I glance around at the sweaty, blood stained men with grim precision. Two men lost and three more wounded, draped between some of the stronger soldiers. I definitely wasn't the smallest recruit but I was certainly the most fine boned one here. And just as sweaty and bloodstained as everyone else.

With my mind preoccupied with gauging the safety of my fellow soldiers, I let my guard down, like an ignorant fool. Before I could react, a burning, blinding pain shreds through my left shoulder, racing down my arm, up my neck and all the way down into my legs.

I spin with the force of the hit causing me to land on the gaping bloody hole in my shoulder. My eyes twirl and spin with colours and shapes of all sizes and shades. The pain forcing my body to shut down. "He's down! Ross is down!" Ross. I am going to die a stranger.

A stranger to the people who have fought by my side for the past 7 months and a stranger to myself. I felt my shirt being torn from my limp body and I want to scream in fear but pain jams the words back down my throat. Fear of what they will all find out. Fear that they will go after my Grandfather. Fear that if I die now, they'll punish him.

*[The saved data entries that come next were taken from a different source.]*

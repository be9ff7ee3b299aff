use std::io::{Read, Seek, Write};

use zip::write::SimpleFileOptions;
use zip::{CompressionMethod, ZipWriter};

use crate::error::ProcessError;

/// Writes the user-facing archive of normalized primary frames.
///
/// Entries are added in the order given; callers sort them naturally first.
pub struct FilteredArchiveWriter<W: Write + Seek> {
    zip: ZipWriter<W>,
    options: SimpleFileOptions,
    entries: usize,
}

impl<W: Write + Seek> FilteredArchiveWriter<W> {
    pub fn new(writer: W) -> Self {
        Self {
            zip: ZipWriter::new(writer),
            options: SimpleFileOptions::default()
                .compression_method(CompressionMethod::Deflated)
                .unix_permissions(0o644),
            entries: 0,
        }
    }

    /// Copies `reader` into a new entry called `name`.
    pub fn add<R: Read + ?Sized>(&mut self, name: &str, reader: &mut R) -> Result<(), ProcessError> {
        self.zip
            .start_file(name, self.options)
            .map_err(|e| ProcessError::Archive(format!("Failed to start entry {}: {}", name, e)))?;
        std::io::copy(reader, &mut self.zip)
            .map_err(|e| ProcessError::Archive(format!("Failed to write entry {}: {}", name, e)))?;
        self.entries += 1;
        Ok(())
    }

    pub fn len(&self) -> usize {
        self.entries
    }

    pub fn is_empty(&self) -> bool {
        self.entries == 0
    }

    /// Writes the central directory and returns the underlying writer.
    pub fn finish(self) -> Result<W, ProcessError> {
        self.zip
            .finish()
            .map_err(|e| ProcessError::Archive(format!("Failed to finish archive: {}", e)))
    }
}

#[cfg(test)]
mod tests {
    use super::*;
    use std::io::Cursor;

    #[test]
    fn test_entries_in_given_order() {
        let mut writer = FilteredArchiveWriter::new(Cursor::new(Vec::new()));
        assert!(writer.is_empty());
        writer.add("1.png", &mut &b"one"[..]).unwrap();
        writer.add("2.png", &mut &b"two"[..]).unwrap();
        writer.add("10.png", &mut &b"ten"[..]).unwrap();
        assert_eq!(writer.len(), 3);
        let bytes = writer.finish().unwrap().into_inner();

        let mut archive = zip::ZipArchive::new(Cursor::new(bytes)).unwrap();
        let names: Vec<String> = (0..archive.len())
            .map(|i| archive.by_index(i).unwrap().name().to_string())
            .collect();
        assert_eq!(names, vec!["1.png", "2.png", "10.png"]);

        let mut content = String::new();
        archive
            .by_name("10.png")
            .unwrap()
            .read_to_string(&mut content)
            .unwrap();
        assert_eq!(content, "ten");
    }
}
//! Paragraph assembly and document rendering.
//!
//! A subtitle that was captured as a primary frame plus variants (`12.png`,
//! `12.1.png`, `12-2.png`) is stitched back together into one paragraph.

pub mod docx;
pub mod text;

use std::collections::HashMap;

use crate::canonical;
use crate::db::frame_repo::FrameRow;

pub use docx::render_docx;
pub use text::render_text;

#[derive(Debug, Clone, PartialEq, Eq)]
pub struct Paragraph {
    pub base_key: String,
    pub text: String,
}

/// Groups frames by base key into paragraphs.
///
/// Groups are ordered naturally by key and frames inside a group keep index
/// order. Groups whose joined text is blank are left out.
pub fn assemble_paragraphs(frames: &[FrameRow]) -> Vec<Paragraph> {
    let mut groups: HashMap<&str, Vec<&FrameRow>> = HashMap::new();
    for frame in frames {
        groups.entry(frame.base_key.as_str()).or_default().push(frame);
    }

    let mut keys: Vec<&str> = groups.keys().copied().collect();
    canonical::sort_natural(&mut keys);

    keys.into_iter()
        .filter_map(|key| {
            let mut members = groups.remove(key)?;
            members.sort_by_key(|f| f.index);
            let text = members
                .iter()
                .map(|f| f.text.trim())
                .filter(|t| !t.is_empty())
                .collect::<Vec<_>>()
                .join(" ");
            (!text.is_empty()).then(|| Paragraph {
                base_key: key.to_string(),
                text,
            })
        })
        .collect()
}
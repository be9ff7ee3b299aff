//! Job domain model and progress reporting.

pub mod model;
pub mod progress;

pub use model::{Job, JobKind, JobStatus, JobStep, ParseEnumError};
pub use progress::JobProgress;
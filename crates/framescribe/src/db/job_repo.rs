//! Job repository: CRUD operations for the `jobs` table.

use rusqlite::types::{FromSql, FromSqlError, FromSqlResult, ToSql, ToSqlOutput, ValueRef};
use rusqlite::{params, Row};

use super::{Database, DatabaseError};
use crate::job::{Job, JobKind, JobStatus, JobStep};

macro_rules! sql_text_enum {
    ($ty:ty) => {
        impl ToSql for $ty {
            fn to_sql(&self) -> rusqlite::Result<ToSqlOutput<'_>> {
                Ok(ToSqlOutput::from(self.as_str()))
            }
        }

        impl FromSql for $ty {
            fn column_result(value: ValueRef<'_>) -> FromSqlResult<Self> {
                value
                    .as_str()?
                    .parse()
                    .map_err(|e| FromSqlError::Other(Box::new(e)))
            }
        }
    };
}

sql_text_enum!(JobStatus);
sql_text_enum!(JobStep);
sql_text_enum!(JobKind);

fn job_from_row(row: &Row<'_>) -> Result<Job, rusqlite::Error> {
    Ok(Job {
        id: row.get("id")?,
        owner_id: row.get("owner_id")?,
        kind: row.get("kind")?,
        status: row.get("status")?,
        step: row.get("step")?,
        source_key: row.get("source_key")?,
        total_images: row.get("total_images")?,
        processed_images: row.get("processed_images")?,
        total_batches: row.get("total_batches")?,
        batches_completed: row.get("batches_completed")?,
        submitted_images: row.get("submitted_images")?,
        batch_id: row.get("batch_id")?,
        batch_input_id: row.get("batch_input_id")?,
        batch_output_id: row.get("batch_output_id")?,
        poll_attempts: row.get("poll_attempts")?,
        wake_at: row.get("wake_at")?,
        images_zip_key: row.get("images_zip_key")?,
        images_zip_size: row.get("images_zip_size")?,
        thumbnail_key: row.get("thumbnail_key")?,
        text_key: row.get("text_key")?,
        text_size: row.get("text_size")?,
        docx_key: row.get("docx_key")?,
        docx_size: row.get("docx_size")?,
        error: row.get("error")?,
        created_at: row.get("created_at")?,
        updated_at: row.get("updated_at")?,
        completed_at: row.get("completed_at")?,
    })
}

/// Query filter parameters for job listing.
#[derive(Debug, Default, Clone)]
pub struct JobFilter {
    pub owner_id: Option<String>,
    pub status: Option<JobStatus>,
    pub kind: Option<JobKind>,
    pub limit: Option<u64>,
    pub offset: Option<u64>,
}

/// Inserts a new job row.
pub fn insert(db: &Database, job: &Job) -> Result<(), DatabaseError> {
    db.with_conn(|conn| {
        conn.execute(
            "INSERT INTO jobs (id, owner_id, kind, status, step, source_key, total_images,
             processed_images, total_batches, batches_completed, submitted_images, batch_id,
             batch_input_id, batch_output_id, poll_attempts, wake_at, images_zip_key,
             images_zip_size, thumbnail_key, text_key, text_size, docx_key, docx_size, error,
             created_at, updated_at, completed_at)
             VALUES (?1, ?2, ?3, ?4, ?5, ?6, ?7, ?8, ?9, ?10, ?11, ?12, ?13, ?14, ?15, ?16,
             ?17, ?18, ?19, ?20, ?21, ?22, ?23, ?24, ?25, ?26, ?27)",
            params![
                job.id,
                job.owner_id,
                job.kind,
                job.status,
                job.step,
                job.source_key,
                job.total_images,
                job.processed_images,
                job.total_batches,
                job.batches_completed,
                job.submitted_images,
                job.batch_id,
                job.batch_input_id,
                job.batch_output_id,
                job.poll_attempts,
                job.wake_at,
                job.images_zip_key,
                job.images_zip_size,
                job.thumbnail_key,
                job.text_key,
                job.text_size,
                job.docx_key,
                job.docx_size,
                job.error,
                job.created_at,
                job.updated_at,
                job.completed_at,
            ],
        )?;
        Ok(())
    })
}

/// Overwrites every mutable column of an existing job in one statement.
///
/// `id`, `owner_id`, `kind`, `source_key` and `created_at` never change.
pub fn update(db: &Database, job: &Job) -> Result<(), DatabaseError> {
    db.with_conn(|conn| {
        conn.execute(
            "UPDATE jobs SET status=?2, step=?3, total_images=?4, processed_images=?5,
             total_batches=?6, batches_completed=?7, submitted_images=?8, batch_id=?9,
             batch_input_id=?10, batch_output_id=?11, poll_attempts=?12, wake_at=?13,
             images_zip_key=?14, images_zip_size=?15, thumbnail_key=?16, text_key=?17,
             text_size=?18, docx_key=?19, docx_size=?20, error=?21, updated_at=?22,
             completed_at=?23
             WHERE id=?1",
            params![
                job.id,
                job.status,
                job.step,
                job.total_images,
                job.processed_images,
                job.total_batches,
                job.batches_completed,
                job.submitted_images,
                job.batch_id,
                job.batch_input_id,
                job.batch_output_id,
                job.poll_attempts,
                job.wake_at,
                job.images_zip_key,
                job.images_zip_size,
                job.thumbnail_key,
                job.text_key,
                job.text_size,
                job.docx_key,
                job.docx_size,
                job.error,
                job.updated_at,
                job.completed_at,
            ],
        )?;
        Ok(())
    })
}

/// Finds a job by its ID.
pub fn find_by_id(db: &Database, id: &str) -> Result<Option<Job>, DatabaseError> {
    db.with_conn(|conn| {
        let mut stmt = conn.prepare("SELECT * FROM jobs WHERE id = ?1")?;
        let mut rows = stmt.query_map(params![id], job_from_row)?;
        match rows.next() {
            Some(Ok(row)) => Ok(Some(row)),
            Some(Err(e)) => Err(DatabaseError::Sqlite(e)),
            None => Ok(None),
        }
    })
}

/// Queries jobs with filters, newest first, returning (rows, total_count).
pub fn query(db: &Database, filter: &JobFilter) -> Result<(Vec<Job>, u64), DatabaseError> {
    db.with_conn(|conn| {
        let mut conditions = Vec::new();
        let mut param_values: Vec<Box<dyn ToSql>> = Vec::new();

        if let Some(ref owner_id) = filter.owner_id {
            conditions.push(format!("owner_id = ?{}", param_values.len() + 1));
            param_values.push(Box::new(owner_id.clone()));
        }
        if let Some(status) = filter.status {
            conditions.push(format!("status = ?{}", param_values.len() + 1));
            param_values.push(Box::new(status));
        }
        if let Some(kind) = filter.kind {
            conditions.push(format!("kind = ?{}", param_values.len() + 1));
            param_values.push(Box::new(kind));
        }

        let where_clause = if conditions.is_empty() {
            String::new()
        } else {
            format!("WHERE {}", conditions.join(" AND "))
        };

        let count_sql = format!("SELECT COUNT(*) FROM jobs {}", where_clause);
        let params_ref: Vec<&dyn ToSql> = param_values.iter().map(|p| p.as_ref()).collect();
        let total: u64 = conn.query_row(&count_sql, params_ref.as_slice(), |r| r.get(0))?;

        let limit = filter.limit.unwrap_or(100) as i64;
        let offset = filter.offset.unwrap_or(0) as i64;
        param_values.push(Box::new(limit));
        param_values.push(Box::new(offset));
        let query_sql = format!(
            "SELECT * FROM jobs {} ORDER BY created_at DESC, id LIMIT ?{} OFFSET ?{}",
            where_clause,
            param_values.len() - 1,
            param_values.len()
        );

        let params_ref: Vec<&dyn ToSql> = param_values.iter().map(|p| p.as_ref()).collect();
        let mut stmt = conn.prepare(&query_sql)?;
        let rows: Vec<Job> = stmt
            .query_map(params_ref.as_slice(), job_from_row)?
            .collect::<Result<Vec<_>, _>>()?;

        Ok((rows, total))
    })
}

/// Jobs a worker should pick up after a restart, oldest first.
pub fn find_unfinished(db: &Database) -> Result<Vec<Job>, DatabaseError> {
    db.with_conn(|conn| {
        let mut stmt = conn.prepare(
            "SELECT * FROM jobs WHERE status IN (?1, ?2) ORDER BY created_at ASC, id",
        )?;
        let rows = stmt
            .query_map(
                params![JobStatus::Pending, JobStatus::Processing],
                job_from_row,
            )?
            .collect::<Result<Vec<_>, _>>()?;
        Ok(rows)
    })
}

/// Counts jobs with the given status.
pub fn count_by_status(db: &Database, status: JobStatus) -> Result<u64, DatabaseError> {
    db.with_conn(|conn| {
        let count: u64 = conn.query_row(
            "SELECT COUNT(*) FROM jobs WHERE status = ?1",
            params![status],
            |r| r.get(0),
        )?;
        Ok(count)
    })
}

/// Updates only the status and updated_at of a job.
pub fn update_status(
    db: &Database,
    id: &str,
    status: JobStatus,
    updated_at: &str,
) -> Result<(), DatabaseError> {
    db.with_conn(|conn| {
        conn.execute(
            "UPDATE jobs SET status = ?2, updated_at = ?3 WHERE id = ?1",
            params![id, status, updated_at],
        )?;
        Ok(())
    })
}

I am a woman. It is punishable by death. Yet here I am. The darkness spirals down and consciousness bids me a silent, solemn farewell.

Blinding lights and the smell of rotting flesh drag me roughly from my restless sleep. Soft voices flitter past my ears and the pathetic smell of roses attempts to smother the stench of decay. I force my body to stay alert as another wave of brutal nausea washes over me.

As I sit up, the stained bedsheets slip down, revealing my  bloody, bandaged shoulder and my naked chest. My fight or flight response explodes and I heave my heavy body out of the bed, stopped only by a pair of cold, steel handcuffs holding my right wrist to the iron bed railing.

A dizzying sensation drags me back to the bed, a toxic concoction of fear, resignation and adrenaline fizzing through my veins, again stealing my consciousness, brick by brick.